Multifamily buildings like condos and apartments can have a lot of noise that seeps into everyone’s home. Controlling this noise can be difficult, but it is up to the board to create rules and regulations that promote a pleasant environment in which to live. These four tips can help control noise within a multifamily building.
Create Rules and Regulations Regarding Noise
The first step is to actually create rules and regulations regarding the level of noise. Of course, this can be difficult because what one person thinks is too loud may seem quiet to another. However, the association still needs to put something in the bylaws about keeping noise at a reasonable level. In some cases, the association may create specific rules, such as stereos must be kept low, or 9 p.m. to 6 a.m. is quiet time. Whatever regulations the association chooses, they must be communicated to residents clearly.
Prohibit Certain Modifications
One good way to help control noise is to prohibit certain modifications to the units that could lead to more noise or allow noise to travel. Carpet absorbs sound better than hard surfaces, so prohibit residents from tearing out carpet and replacing it with hard surfaces like wood and linoleum. Another modification you can prohibit is holes in the walls. Holes for hanging pictures or TVs can create pathways through which sound can travel.
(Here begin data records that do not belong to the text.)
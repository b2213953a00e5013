use std::path::{Path, PathBuf};

use crate::archive_probe::ArchiveProbe;
use crate::name_mapper::NameMapper;

/// The outcome of resolving a virtual path that traverses an archive.
#[derive(Debug, Clone, PartialEq, Eq)]
pub struct Resolved {
	/// The archive's real path on the host filesystem.
	pub host_archive_path: PathBuf,

	/// The path within the archive's central directory, with no leading slash. Empty denotes
	/// the archive root.
	pub subpath: String,
}

/// Walks a virtual path left-to-right, finds the first segment that resolves to an archive,
/// and splits it into (archive host path, intra-archive subpath).
pub struct PathResolver<'a> {
	root: &'a Path,
	mapper: &'a NameMapper,
	probe: &'a ArchiveProbe,
}

impl<'a> PathResolver<'a> {
	pub fn new(root: &'a Path, mapper: &'a NameMapper, probe: &'a ArchiveProbe) -> Self {
		Self { root, mapper, probe }
	}

	/// Returns `None` if no prefix of `vpath` resolves to an archive; the shortest matching
	/// prefix wins (outermost archive).
	pub fn resolve(&self, vpath: &str) -> std::io::Result<Option<Resolved>> {
		let trimmed = vpath.trim_start_matches('/');
		if trimmed.is_empty() {
			return Ok(None);
		}

		let mut host_acc = String::new();

		let segments: Vec<&str> = trimmed.split('/').collect();
		for (i, segment) in segments.iter().enumerate() {
			let host_dir = if host_acc.is_empty() {
				self.root.to_path_buf()
			} else {
				self.root.join(&host_acc)
			};

			let rewritten = self.mapper.reverse_segment(&host_dir, segment);
			let is_rewrite_candidate = rewritten.is_some();
			let host_segment = rewritten.unwrap_or_else(|| segment.to_string());

			if !host_acc.is_empty() {
				host_acc.push('/');
			}
			host_acc.push_str(&host_segment);

			let is_suffix_candidate = segment.ends_with(".zip") || segment.ends_with(".Zip");

			if is_rewrite_candidate || is_suffix_candidate {
				let candidate_host_path = self.root.join(&host_acc);
				if let Ok(metadata) = std::fs::metadata(&candidate_host_path) {
					if let Ok(mtime) = metadata.modified() {
						if self.probe.is_archive(&candidate_host_path, mtime) {
							let subpath = segments[i + 1..].join("/");
							return Ok(Some(Resolved {
								host_archive_path: candidate_host_path,
								subpath,
							}));
						}
					}
				}
			}
		}

		Ok(None)
	}
}

#[cfg(test)]
mod tests {
	use super::*;
	use std::io::Write;
	use tempfile::tempdir;

	fn write_zip(path: &std::path::Path) {
		let file = std::fs::File::create(path).unwrap();
		let mut writer = zip::ZipWriter::new(file);
		writer
			.start_file("x/y.txt", zip::write::FileOptions::default())
			.unwrap();
		writer.write_all(b"HELLO").unwrap();
		writer.finish().unwrap();
	}

	#[test]
	fn resolves_zip_suffix_archive_and_subpath() {
		let dir = tempdir().unwrap();
		write_zip(&dir.path().join("b.zip"));

		let mapper = NameMapper::Identity;
		let probe = ArchiveProbe::with_default_capacity();
		let resolver = PathResolver::new(dir.path(), &mapper, &probe);

		let resolved = resolver.resolve("/b.zip/x/y.txt").unwrap().unwrap();
		assert_eq!(resolved.host_archive_path, dir.path().join("b.zip"));
		assert_eq!(resolved.subpath, "x/y.txt");
	}

	#[test]
	fn resolves_archive_root_itself() {
		let dir = tempdir().unwrap();
		write_zip(&dir.path().join("b.zip"));

		let mapper = NameMapper::Identity;
		let probe = ArchiveProbe::with_default_capacity();
		let resolver = PathResolver::new(dir.path(), &mapper, &probe);

		let resolved = resolver.resolve("/b.zip").unwrap().unwrap();
		assert_eq!(resolved.subpath, "");
	}

	#[test]
	fn non_archive_path_resolves_to_none() {
		let dir = tempdir().unwrap();
		std::fs::write(dir.path().join("plain.txt"), b"hi").unwrap();

		let mapper = NameMapper::Identity;
		let probe = ArchiveProbe::with_default_capacity();
		let resolver = PathResolver::new(dir.path(), &mapper, &probe);

		assert!(resolver.resolve("/plain.txt").unwrap().is_none());
	}

	#[test]
	fn strip_suffix_mode_resolves_through_rewritten_name() {
		let dir = tempdir().unwrap();
		write_zip(&dir.path().join("data.d.Zip"));

		let mapper = NameMapper::StripSuffix;
		let probe = ArchiveProbe::with_default_capacity();
		let resolver = PathResolver::new(dir.path(), &mapper, &probe);

		let resolved = resolver.resolve("/data.d/x/y.txt").unwrap().unwrap();
		assert_eq!(resolved.host_archive_path, dir.path().join("data.d.Zip"));
		assert_eq!(resolved.subpath, "x/y.txt");
	}

	#[test]
	fn shortest_matching_prefix_wins() {
		// An archive containing another archive-looking name is not followed past one level;
		// the outermost archive is the one that matches first during the left-to-right walk.
		let dir = tempdir().unwrap();
		write_zip(&dir.path().join("outer.zip"));

		let mapper = NameMapper::Identity;
		let probe = ArchiveProbe::with_default_capacity();
		let resolver = PathResolver::new(dir.path(), &mapper, &probe);

		let resolved = resolver.resolve("/outer.zip/x/y.txt").unwrap().unwrap();
		assert_eq!(resolved.host_archive_path, dir.path().join("outer.zip"));
	}
}
use std::fmt::{self, Display};
use std::io;

/// The closed error taxonomy surfaced to FUSE callers.
///
/// Every `fuser::Filesystem` method is a thin dispatcher around an inner method
/// returning `Result<_, FsError>`; the dispatcher is the single place an error
/// becomes a FUSE reply (see `errno`).
#[derive(Debug)]
pub enum FsError {
	/// Indicates that a path does not exist in the host tree or in an archive's central directory.
	NotFound,

	/// Indicates that a write-class operation was attempted against the read-only mount.
	ReadOnly,

	/// Indicates that the host filesystem denied access.
	PermissionDenied,

	/// Indicates that a handle was used in a way that required seeking but did not support it.
	BadFileDescriptor,

	/// Indicates that opening or reading an archive failed for a reason that isn't one of the above.
	Io(io::Error),
}

pub type FsResult<T> = Result<T, FsError>;

impl FsError {
	/// Maps this error to the errno reported to the FUSE client.
	pub fn errno(&self) -> i32 {
		match self {
			Self::NotFound => libc::ENOENT,
			Self::ReadOnly => libc::EROFS,
			Self::PermissionDenied => libc::EACCES,
			Self::BadFileDescriptor => libc::EBADF,
			Self::Io(_) => libc::EIO,
		}
	}
}

impl Display for FsError {
	fn fmt(&self, f: &mut fmt::Formatter<'_>) -> fmt::Result {
		match self {
			Self::NotFound => write!(f, "no such file or directory"),
			Self::ReadOnly => write!(f, "read-only file system"),
			Self::PermissionDenied => write!(f, "permission denied"),
			Self::BadFileDescriptor => write!(f, "bad file descriptor"),
			Self::Io(e) => write!(f, "i/o error [{}]", e),
		}
	}
}

impl std::error::Error for FsError {}

impl From<io::Error> for FsError {
	fn from(e: io::Error) -> Self {
		match e.kind() {
			io::ErrorKind::NotFound => Self::NotFound,
			io::ErrorKind::PermissionDenied => Self::PermissionDenied,
			_ => Self::Io(e),
		}
	}
}
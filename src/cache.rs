use std::path::{Path, PathBuf};
use std::sync::{Arc, Mutex};
use std::time::SystemTime;

use lru::LruCache;
use tracing::debug;

use crate::archive::ArchiveHandle;
use crate::error::FsResult;

struct CacheEntry {
	mtime: SystemTime,
	archive: Arc<ArchiveHandle>,
}

/// A bounded LRU of opened archives, keyed by host path, with mtime-based invalidation.
///
/// The lock is held only for the duration of map mutation; archive I/O and stream reads never
/// happen while it's held.
pub struct ArchiveCache {
	inner: Mutex<LruCache<PathBuf, CacheEntry>>,
}

impl ArchiveCache {
	pub fn new(capacity: std::num::NonZeroUsize) -> Self {
		Self {
			inner: Mutex::new(LruCache::new(capacity)),
		}
	}

	/// Returns a shared archive reference for `path`, opening it on first access and
	/// re-opening it if the on-disk mtime has advanced past the cached one.
	pub fn get(&self, path: &Path) -> FsResult<Arc<ArchiveHandle>> {
		let current_mtime = std::fs::metadata(path)?.modified()?;

		let mut guard = self.inner.lock().unwrap();

		if let Some(entry) = guard.get(path) {
			if current_mtime <= entry.mtime {
				return Ok(Arc::clone(&entry.archive));
			}

			// Stale: drop the lock before reopening, since opening performs I/O.
			let stale = guard.pop(path);
			drop(guard);
			if let Some(stale) = stale {
				debug!(path = %path.display(), "closing stale cached archive");
				close_if_unreferenced(stale.archive);
			}
			return self.insert_fresh(path, current_mtime);
		}

		drop(guard);
		self.insert_fresh(path, current_mtime)
	}

	fn insert_fresh(&self, path: &Path, mtime: SystemTime) -> FsResult<Arc<ArchiveHandle>> {
		let archive = Arc::new(ArchiveHandle::open(path, mtime)?);

		let mut guard = self.inner.lock().unwrap();
		let evicted = guard.push(
			path.to_path_buf(),
			CacheEntry {
				mtime,
				archive: Arc::clone(&archive),
			},
		);
		drop(guard);

		if let Some((evicted_path, evicted_entry)) = evicted {
			if evicted_path != path {
				debug!(path = %evicted_path.display(), "evicting least-recently-used archive");
				close_if_unreferenced(evicted_entry.archive);
			}
		}

		Ok(archive)
	}

	#[cfg(test)]
	fn len(&self) -> usize {
		self.inner.lock().unwrap().len()
	}

	#[cfg(test)]
	fn contains(&self, path: &Path) -> bool {
		self.inner.lock().unwrap().contains(path)
	}
}

/// Closes the archive if no open stream still borrows it (i.e. the cache held the only
/// remaining strong reference). Otherwise the last stream's `Drop` will close it later.
fn close_if_unreferenced(archive: Arc<ArchiveHandle>) {
	match Arc::try_unwrap(archive) {
		Ok(archive) => archive.close(),
		Err(_) => {
			debug!("archive still referenced by open streams; deferring close");
		}
	}
}

#[cfg(test)]
mod tests {
	use super::*;
	use std::io::Write;
	use tempfile::tempdir;

	fn write_zip(path: &Path) {
		let file = std::fs::File::create(path).unwrap();
		let mut writer = zip::ZipWriter::new(file);
		writer.start_file("f.txt", zip::write::FileOptions::default()).unwrap();
		writer.write_all(b"hi").unwrap();
		writer.finish().unwrap();
	}

	#[test]
	fn caches_and_reuses_archive() {
		let dir = tempdir().unwrap();
		let path = dir.path().join("a.zip");
		write_zip(&path);

		let cache = ArchiveCache::new(std::num::NonZeroUsize::new(2).unwrap());
		let first = cache.get(&path).unwrap();
		let second = cache.get(&path).unwrap();
		assert!(Arc::ptr_eq(&first, &second));
	}

	#[test]
	fn invalidates_on_mtime_change() {
		let dir = tempdir().unwrap();
		let path = dir.path().join("a.zip");
		write_zip(&path);

		let cache = ArchiveCache::new(std::num::NonZeroUsize::new(2).unwrap());
		let first = cache.get(&path).unwrap();

		// Bump the mtime forward so the cached entry is considered stale.
		let newer = SystemTime::now() + std::time::Duration::from_secs(5);
		filetime::set_file_mtime(&path, filetime::FileTime::from_system_time(newer)).unwrap();

		let second = cache.get(&path).unwrap();
		assert!(!Arc::ptr_eq(&first, &second));
	}

	#[test]
	fn evicts_least_recently_used_on_overflow() {
		let dir = tempdir().unwrap();
		let a = dir.path().join("a.zip");
		let b = dir.path().join("b.zip");
		let c = dir.path().join("c.zip");
		write_zip(&a);
		write_zip(&b);
		write_zip(&c);

		let cache = ArchiveCache::new(std::num::NonZeroUsize::new(2).unwrap());
		cache.get(&a).unwrap();
		cache.get(&b).unwrap();
		cache.get(&c).unwrap();

		assert_eq!(cache.len(), 2);
		assert!(!cache.contains(&a));
		assert!(cache.contains(&b));
		assert!(cache.contains(&c));
	}
}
Use City, State and Federal Regulations
If you’re having a hard time getting residents to listen to your rules and regulations, take it up a notch by sharing city, state and federal sound regulations. For example, use the Environmental Protection Agency and the Housing and Urban Development guidelines to uphold your stance on reasonable noise levels. Use their wording in your rules and regulations to help residents understand the seriousness of keeping quiet.
Urge Residents to Complain
It’s never fun to listen to complaints, but when noise is an issue, having complaints to back up the problem is important. If a resident continues to complain about the same problem, it’s easier for the association to do something to fix it. If no one is complaining, however, the association assumes nothing is wrong.
Noise can make living in a multifamily building annoying, but there are many things the association can do to help. Create rules and regulations that incorporate city, state and federal laws to really urge residents to keep it down.